Le 21 février 1944, Missak Manouchian et vingt-et-un membres de son groupe de Résistance, le FTP-MOI (Francs-Tireurs Partisans, Main d’Oeuvre Immigrée), étaient arrêtés et fusillés par les Nazis. Olga Bancic, arrêtée elle aussi, était décapitée quelques mois plus tard. Le texte qui suit leur rend hommage.

Pour beaucoup, la mémoire du « groupe des étrangers » est d’abord celle d’une chanson : « L’Affiche rouge » composée par Léo Ferré sur un poème de Louis Aragon, « Strophes pour se souvenir »... Ce texte, publié par Aragon dans son grand livre de 1956 Le Roman inachevé [1] avait été écrit l’année précédente, à l’occasion de l’inauguration, onze ans après la mort de ses combattants, d’une rue Groupe Manouchian à Paris. Aragon écrit dans les notes qui accompagnent son livre : « Le poète arménien Manouchian, héros de notre résistance, chef du groupe dit « des étrangers », ou « de l’affiche rouge », a été fusillé par les nazis en février 1944. »
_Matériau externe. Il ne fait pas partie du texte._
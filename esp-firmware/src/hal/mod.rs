// Hardware Abstraction Layer (HAL) Module
//
// Dieses Modul enthält die Hardware-Implementierung des BitbangDriver Traits.
// Tests laufen gegen MockBitbangDriver in esp-tests.

pub mod bitbang;

pub use bitbang::GpioBitbang;
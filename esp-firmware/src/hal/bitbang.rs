// GPIO Bitbang-Driver für den I2C Master
//
// Erzeugt die I2C-Signale per Software auf zwei Open-Drain GPIOs.
// Kein Clock Stretching, keine Arbitrierung (Single-Master Bus).

use esp_hal::delay::Delay;
use esp_hal::gpio::{DriveMode, Flex, InputConfig, OutputConfig, Pull};
use esp_i2c_core::BitbangDriver;

/// Anzahl Takte zum Freigeben eines hängenden Slaves in `master_init`
const BUS_RECOVERY_CLOCKS: u8 = 9;

/// Real Hardware Bitbang-Driver
///
/// Beide Leitungen laufen als Open-Drain mit internem Pull-Up.
/// "High" bedeutet Leitung freigeben, "Low" bedeutet aktiv auf GND ziehen.
/// Externe Pull-Ups (4.7 kΩ) sind trotzdem empfohlen.
pub struct GpioBitbang<'a> {
    scl: Flex<'a>,
    sda: Flex<'a>,
    delay: Delay,
    half_period_us: u32,
}

impl<'a> GpioBitbang<'a> {
    /// Erstellt einen neuen GpioBitbang
    ///
    /// # Parameter
    /// - `scl`: Flex GPIO für die Taktleitung
    /// - `sda`: Flex GPIO für die Datenleitung
    /// - `half_period_us`: halbe Bit-Periode in µs (5 → ca. 100 kHz)
    ///
    /// Die Pins werden erst in `gpio_init()` konfiguriert.
    pub fn new(scl: Flex<'a>, sda: Flex<'a>, half_period_us: u32) -> Self {
        Self {
            scl,
            sda,
            delay: Delay::new(),
            half_period_us,
        }
    }

    fn wait(&self) {
        self.delay.delay_micros(self.half_period_us);
    }

    fn scl_high(&mut self) {
        self.scl.set_high();
    }

    fn scl_low(&mut self) {
        self.scl.set_low();
    }

    fn sda_release(&mut self) {
        self.sda.set_high();
    }

    fn sda_low(&mut self) {
        self.sda.set_low();
    }

    /// Ein Takt auf SCL, SDA bleibt unverändert
    fn clock_pulse(&mut self) {
        self.scl_high();
        self.wait();
        self.scl_low();
        self.wait();
    }
}

impl BitbangDriver for GpioBitbang<'_> {
    fn gpio_init(&mut self) {
        let output = OutputConfig::default()
            .with_drive_mode(DriveMode::OpenDrain)
            .with_pull(Pull::Up);
        let input = InputConfig::default().with_pull(Pull::Up);

        for pin in [&mut self.scl, &mut self.sda] {
            pin.apply_output_config(&output);
            pin.apply_input_config(&input);
            pin.set_high();
            pin.set_output_enable(true);
            pin.set_input_enable(true);
        }
    }

    fn master_init(&mut self) {
        // Bus freigeben: ein Slave, der mitten in einem Byte hängt,
        // gibt SDA spätestens nach 9 Takten wieder frei
        self.sda_release();
        self.scl_low();
        self.wait();
        for _ in 0..BUS_RECOVERY_CLOCKS {
            self.clock_pulse();
        }
        self.stop();
    }

    fn start(&mut self) {
        // SCL ist hier low (nach Byte/ACK) oder der Bus ist idle
        self.sda_release();
        self.wait();
        self.scl_high();
        self.wait();
        self.sda_low();
        self.wait();
        self.scl_low();
        self.wait();
    }

    fn stop(&mut self) {
        self.sda_low();
        self.wait();
        self.scl_high();
        self.wait();
        self.sda_release();
        self.wait();
    }

    fn write_byte(&mut self, byte: u8) {
        for bit in (0..8).rev() {
            if byte & (1 << bit) != 0 {
                self.sda_release();
            } else {
                self.sda_low();
            }
            self.wait();
            self.clock_pulse();
        }
    }

    fn read_byte(&mut self) -> u8 {
        let mut byte = 0u8;
        self.sda_release();
        for _ in 0..8 {
            self.wait();
            self.scl_high();
            self.wait();
            byte = (byte << 1) | u8::from(self.sda.is_high());
            self.scl_low();
        }
        self.wait();
        byte
    }

    fn check_ack(&mut self) -> bool {
        self.sda_release();
        self.wait();
        self.scl_high();
        self.wait();
        let ack = self.sda.is_low();
        self.scl_low();
        self.wait();
        ack
    }

    fn send_ack(&mut self) {
        self.sda_low();
        self.wait();
        self.clock_pulse();
        self.sda_release();
    }

    fn send_nack(&mut self) {
        self.sda_release();
        self.wait();
        self.clock_pulse();
    }
}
Vous n’avez réclamé la gloire ni les larmes

Ni l’orgue ni la prière aux agonisants

Onze ans déjà que cela passe vite onze ans

Vous vous étiez servi simplement de vos armes

La mort n’éblouit pas les yeux des Partisans

(...)

Vous aviez vos portraits sur les murs de nos villes

Noirs de barbe et de nuit hirsutes menaçants

L’affiche qui semblait une tache de sang

Parce qu’à prononcer vos noms sont difficiles

Y cherchait un effet de peur sur les passants

La propagande nazie s’était en effet employée à utiliser les noms et les visages des martyrs du « groupe des étrangers » pour tenter de discréditer la Résistance aux yeux des populations endormies. L’affiche était rouge (semblant ainsi « une tache de sang » - mais le sang n’était pas la seule symbolique du rouge) et de petits portraits des fusillés y formaient autant de points blancs, disposés en un triangle pointant vers le bas. Ces portraits étaient censés être reçus par les français comme une insulte. Le texte de l’affiche rouge disait : « Des libérateurs ? La libération par l’armée du crime ! ». Sous les noms imprononçables d’une dizaine de membres du groupe ¬¬- presque tous immigrés, espagnols, italiens, juifs d’Europe centrale, hongrois, polonais, arméniens [2] - le nombre d’attentats qui leur étaient imputés ; le nombre de leurs victimes. Sous leurs photos d’hommes traqués et défaits, mal rasés, haves, celles des armes et des explosifs que l’on disait avoir saisis lors de leur arrestation. (...)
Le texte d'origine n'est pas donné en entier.